Oxygen delivery does not limit cardiac performance during high work states.

This study tested the hypothesis that the loss of myocardial high-energy phosphates (HEP), which occurs during high cardiac work states [J. Zhang, D. J. Duncker, Y. Xu, Y. Zhang, G. Path, H. Merkle, K. Hendrich, A. H. L. From, R. Bache, and K. Uğurbil. Am. J. Physiol. 268: (Heart Circ. Physiol. 37): H1891-H1905, 1995], is not the result of insufficient intracellular O(2) availability. To evaluate the state of myocardial oxygenation, the proximal histidine signal of deoxymyoglobin (Mb-delta) was determined with (1)H nuclear magnetic resonance spectroscopy (MRS), whereas HEP were examined with (31)P MRS. Normal dogs (n = 11) were studied under basal conditions and during combined infusion of dobutamine and dopamine (20 micrograms . kg(-1). min(-1) iv each), which increased rate-pressure products to >50,000 mmHg. beats. min(-1). Creatine phosphate (CP) was expressed as CP/ATP, and myocardial myoglobin desaturation was normalized to the Mb-delta resonance present during total coronary artery occlusion. This Mb-delta resonance appeared at 71 parts per million downfield from the water resonance. CP/ATP decreased from 2. 22 +/- 0.12 during the basal state to 1.83 +/- 0.09 during the high work state (P < 0.01), whereas DeltaP(i)/CP increased from 0 to 0.21 +/- 0.04 (P < 0.01). Despite these HEP changes, Mb-delta remained undetectable.

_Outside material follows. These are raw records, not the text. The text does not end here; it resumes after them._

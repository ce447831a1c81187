// src/cad/links.rs
use once_cell::sync::Lazy;
use scraper::{Html, Selector};
use std::collections::HashMap;
use url::Url;

/// Substring (lowercase) identifying per-incident comment page links.
pub const COMMENTS_LINK_MARKER: &str = "livecadcomments";

static ANCHOR_SEL: Lazy<Selector> = Lazy::new(|| Selector::parse("a[href]").unwrap());

/// Incident id → absolute comments page URL, as linked from the dispatch page.
#[derive(Debug, Clone, Default)]
pub struct CommentLinks {
    by_id: HashMap<String, String>,
}

impl CommentLinks {
    pub fn from_html(html: &str, base: &Url) -> Self {
        let doc = Html::parse_document(html);
        let mut by_id = HashMap::new();

        for a in doc.select(&ANCHOR_SEL) {
            let text: String = a.text().map(str::trim).collect();
            let href = a.value().attr("href").unwrap_or_default();
            if text.is_empty() || href.is_empty() {
                continue;
            }
            if !href.to_ascii_lowercase().contains(COMMENTS_LINK_MARKER) {
                continue;
            }
            match base.join(href) {
                // Later anchors overwrite earlier ones for the same id.
                Ok(url) => {
                    by_id.insert(text, url.to_string());
                }
                Err(e) => tracing::debug!(error = %e, %href, "unresolvable comments link"),
            }
        }

        Self { by_id }
    }

    /// Resolved URL for `id`, or an empty string when the page has no link for it.
    pub fn url_for(&self, id: &str) -> String {
        self.by_id.get(id).cloned().unwrap_or_default()
    }

    pub fn len(&self) -> usize {
        self.by_id.len()
    }

    pub fn is_empty(&self) -> bool {
        self.by_id.is_empty()
    }
}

In contrast, when a coronary stenosis was applied to produce a similar decrease in CP/ATP, Mb-delta reached 0.38 +/- 0.10 of the value present during total coronary occlusion. These data demonstrate that Mb-delta is readily detected in vivo during limitation of coronary blood flow sufficient to cause a decrease of myocardial CP/ATP. However, similar HEP changes that occur at high work states in the absence of coronary occlusion are not associated with a detectable Mb-delta resonance. The findings support the hypothesis that the myocardial HEP changes observed at high work states are not due to inadequate O(2) availability to the mitochondria and emphasize the limitations of interpreting HEP alterations in the absence of knowing the level of myocyte oxygenation.